Nothing
#' Get predictions
#'
#' @description Make predictions using the best-performing model. For
#' classification models, predicted probabilities are always returned, and you
#' can get either predicted outcome class by specifying \code{outcome_groups}
#' or risk groups by specifying \code{risk_groups}.
#'
#' @param object model_list object, as from `tune_models`
#' @param newdata data on which to make predictions. If missing, out-of-fold
#' predictions from training will be returned If you want new predictions on
#' training data using the final model, pass the training data to this
#' argument, but know that you're getting over-fit predictions that very
#' likely overestimate model performance relative to what will be achieved on
#' new data. Should have the same structure as the input to
#' `prep_data`,`tune_models` or `train_models`. `predict` will try to figure
#' out if the data need to be sent through `prep_data` before making
#' predictions; this can be overridden by setting `prepdata = FALSE`, but this
#' should rarely be needed.
#' @param risk_groups Should predictions be grouped into risk groups and
#' returned in column "predicted_group"? If this is NULL (default), they will
#' not be. If this is a single number, that number of groups will be created
#' with names "risk_group1", "risk_group2", etc. "risk_group1" is always the
#' highest risk (highest predicted probability). The groups will have equal
#' expected sizes, based on the distribution of out-of-fold predictions on the
#' training data. If this is a character vector, its entries will be used as
#' the names of the risk groups, in increasing order of risk, again with equal
#' expected sizes of groups. If you want unequal-size groups, this can be a
#' named numeric vector, where the names will be the names of the risk groups,
#' in increasing order of risk, and the entries will be the relative
#' proportion of observations in the group, again based on the distribution of
#' out-of-fold predictions on the training data. For example,
#' \code{risk_groups = c(low = 2, mid = 1, high = 1)} will put the bottom half
#' of predicted probabilities in the "low" group, the next quarter in the
#' "mid" group, and the highest quarter in the "high" group. You can get the
#' cutoff values used to separate groups by passing the output of
#' \code{predict} to \code{\link{get_cutoffs}}. Note that only one of
#' \code{risk_groups} and \code{outcome_groups} can be specified.
#' @param outcome_groups Should predictions be grouped into outcome classes and
#' returned in column "predicted_group"? If this is NULL (default), they will
#' not be. The threshold for splitting outcome classes is determined on the
#' training data via \code{\link{get_thresholds}}. If this is TRUE, the
#' threshold is chosen to maximize accuracy, i.e. false positives and false
#' negatives are equally weighted. If this is a number it is the ratio of cost
#' (badnesss) of false negatives (missed detections) to false positives (false
#' alarms). For example, \code{outcome_groups = 5} indicates a preferred ratio
#' of five false alarms to every missed detection, and \code{outcome_groups =
#' .5} indicates that two missed detections is as bad as one false alarm. This
#' value is passed to the \code{cost_fn} argument of
#' \code{\link{get_thresholds}}. You can get the cutoff values used to
#' separate groups by passing the output of \code{predict} to
#' \code{\link{get_cutoffs}}. Note that only one of \code{risk_groups} and
#' \code{outcome_groups} can be specified.
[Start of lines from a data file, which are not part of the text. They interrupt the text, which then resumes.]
//! Viewer session: navigation driving the imaging pipeline

use crate::config::{AppConfig, ImagingConfig};
use crate::error::AppError;
use crate::navigation::Navigator;
use app_imaging::{Composite, Imaging, ImagingOptions, StatisticsStore};
use std::sync::Arc;

/// Owns the navigator and the pipeline and applies the cache window policy
/// on every move: show the current image, evict outside the safe range,
/// then warm the preload window.
pub struct ViewerSession {
    navigator: Navigator,
    imaging: Imaging,
    preload_depth: usize,
    safe_range: usize,
}

impl ViewerSession {
    /// Build a session whose statistics persist in the user data directory
    pub fn new(config: &AppConfig, navigator: Navigator) -> Result<Self, AppError> {
        let imaging = Imaging::new(imaging_options(&config.imaging, StatisticsStore::UserData))
            .map_err(|e| AppError::Init(e.to_string()))?;
        Ok(Self::with_imaging(config, navigator, imaging))
    }

    /// Build a session around an existing pipeline
    pub fn with_imaging(config: &AppConfig, navigator: Navigator, imaging: Imaging) -> Self {
        let imaging_config = config.clone().validated().imaging;

        Self {
            navigator,
            imaging,
            preload_depth: imaging_config.preload_depth,
            safe_range: imaging_config.cleanup_safe_range,
        }
    }

    /// Load and return the current image, then update the cache window.
    /// `None` when the collection is empty.
    pub fn show_current(&self) -> Result<Option<Arc<Composite>>, AppError> {
        let Some(current) = self.navigator.get_current() else {
            return Ok(None);
        };

        let composite = self.imaging.get_image(current)?;

        self.imaging.cleanup(&self.navigator.get_range(self.safe_range));
        if self.preload_depth > 0 {
            self.imaging.preload(&self.navigator.get_range(self.preload_depth));
        }

        let (index, count) = self.navigator.position();
        tracing::info!(
            "[{}/{}] {} ({:?}, {:.1} ms)",
            index,
            count,
            current,
            composite.state(),
            composite.elapsed_ms()
        );

        Ok(Some(composite))
    }

    /// Move forward and show; `None` at the end of the collection
    pub fn next(&mut self) -> Result<Option<Arc<Composite>>, AppError> {
        self.navigate(Navigator::move_next)
    }

    pub fn previous(&mut self) -> Result<Option<Arc<Composite>>, AppError> {
        self.navigate(Navigator::move_previous)
    }

    pub fn first(&mut self) -> Result<Option<Arc<Composite>>, AppError> {
        self.navigate(Navigator::move_first)
    }

    pub fn last(&mut self) -> Result<Option<Arc<Composite>>, AppError> {
        self.navigate(Navigator::move_last)
    }

    fn navigate(&mut self, step: fn(&mut Navigator) -> bool) -> Result<Option<Arc<Composite>>, AppError> {
        if step(&mut self.navigator) {
            self.show_current()
        } else {
            Ok(None)
        }
    }

    pub fn navigator(&self) -> &Navigator {
        &self.navigator
    }

    pub fn imaging(&self) -> &Imaging {
        &self.imaging
    }

    /// Persist statistics and release every cached image
    pub fn shutdown(&self) {
        tracing::info!("Shutting down viewer session");
        self.imaging.save_and_dispose();
    }
}

/// Pipeline options derived from configuration
pub fn imaging_options(config: &ImagingConfig, statistics: StatisticsStore) -> ImagingOptions {
    ImagingOptions {
        preload_workers: config.preload_workers,
        preload_queue_capacity: config.preload_queue_capacity,
        native_library_dirs: config.native_library_dirs.clone(),
        statistics,
    }
}

#[cfg(test)]
mod tests {
    use super::*;
    use app_fs::UniversalPath;
    use app_imaging::{LoadState, NativeLibraries};
    use image::{Rgba, RgbaImage};
    use std::path::Path;
    use std::time::{Duration, Instant};
    use tempfile::TempDir;

    fn gallery(dir: &Path, count: usize) {
        for i in 0..count {
            RgbaImage::from_pixel(2, 2, Rgba([i as u8, 0, 0, 255]))
                .save(dir.join(format!("img{}.png", i)))
                .unwrap();
        }
    }

    fn session(dir: &Path, depth: usize, safe: usize) -> ViewerSession {
        let mut config = AppConfig::default();
        config.imaging.preload_depth = depth;
        config.imaging.cleanup_safe_range = safe;

        let imaging = Imaging::with_natives(
            imaging_options(&config.imaging, StatisticsStore::InMemory),
            NativeLibraries::none(),
        )
        .unwrap();

        ViewerSession::with_imaging(&config, Navigator::open(dir).unwrap(), imaging)
    }

    fn wait_for_entries(session: &ViewerSession, expected: usize) {
        let deadline = Instant::now() + Duration::from_secs(10);
        while session.imaging().loader().len() != expected {
            assert!(Instant::now() < deadline, "timed out");
            std::thread::sleep(Duration::from_millis(2));
        }
    }

    #[test]
    fn test_show_current_warms_neighbours() {
        let dir = TempDir::new().unwrap();
        gallery(dir.path(), 6);
        let session = session(dir.path(), 1, 1);

        let shown = session.show_current().unwrap().unwrap();
        assert_eq!(shown.state(), LoadState::Complete);

        // img0 plus img1 preloaded
        wait_for_entries(&session, 2);
        assert!(session
            .imaging()
            .loader()
            .contains(&UniversalPath::new(dir.path().join("img1.png"))));
    }

    #[test]
    fn test_navigation_evicts_outside_safe_range() {
        let dir = TempDir::new().unwrap();
        gallery(dir.path(), 6);
        let mut session = session(dir.path(), 1, 1);

        let first = session.show_current().unwrap().unwrap();
        session.next().unwrap();
        session.next().unwrap();
        let third = session.next().unwrap().unwrap();

        // img0 fell outside [img2, img4]
        assert!(first.is_disposed());
        assert!(!third.is_disposed());
        let loader = session.imaging().loader();
        assert!(!loader.contains(&UniversalPath::new(dir.path().join("img0.png"))));
        assert!(loader.contains(&UniversalPath::new(dir.path().join("img3.png"))));
    }

    #[test]
    fn test_bounds_and_shutdown() {
        let dir = TempDir::new().unwrap();
        gallery(dir.path(), 2);
        let mut session = session(dir.path(), 1, 2);

        session.show_current().unwrap();
        assert!(session.previous().unwrap().is_none());

        let last = session.last().unwrap().unwrap();
        assert!(session.next().unwrap().is_none());
        assert_eq!(session.navigator().position(), (2, 2));

        session.shutdown();
        assert!(last.is_disposed());
        assert!(session.imaging().loader().is_empty());
    }

    #[test]
    fn test_empty_directory() {
        let dir = TempDir::new().unwrap();
        let session = session(dir.path(), 1, 1);
        assert!(session.show_current().unwrap().is_none());
    }

    #[test]
    fn test_vanished_file_is_recoverable() {
        let dir = TempDir::new().unwrap();
        gallery(dir.path(), 3);
        let mut session = session(dir.path(), 0, 1);

        session.show_current().unwrap();
        std::fs::remove_file(dir.path().join("img1.png")).unwrap();

        let err = session.next().unwrap_err();
        assert!(matches!(err, AppError::FileNotFound(_)));
        assert!(err.is_recoverable());
        assert_eq!(session.navigator().position(), (2, 3));

        // Still navigable in both directions
        assert_eq!(session.next().unwrap().unwrap().state(), LoadState::Complete);
        assert_eq!(session.first().unwrap().unwrap().state(), LoadState::Complete);
    }
}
#' @param prepdata Defunct. Data are always prepped in prediction.
#' @param write_log Write prediction metadata to a file? Default is FALSE. If
#' TRUE, will create or append a file called "prediction_log.txt" in the
#' current directory with metadata about predictions. If a character, is the
#' name of a file to create or append with prediction metadata. If you want a
#' unique log file each time predictions are made, use something like
#' \code{write_log = paste0(Sys.time(), " predictions.txt")}. This param
#' modifies error behavior and is best used in production. See details.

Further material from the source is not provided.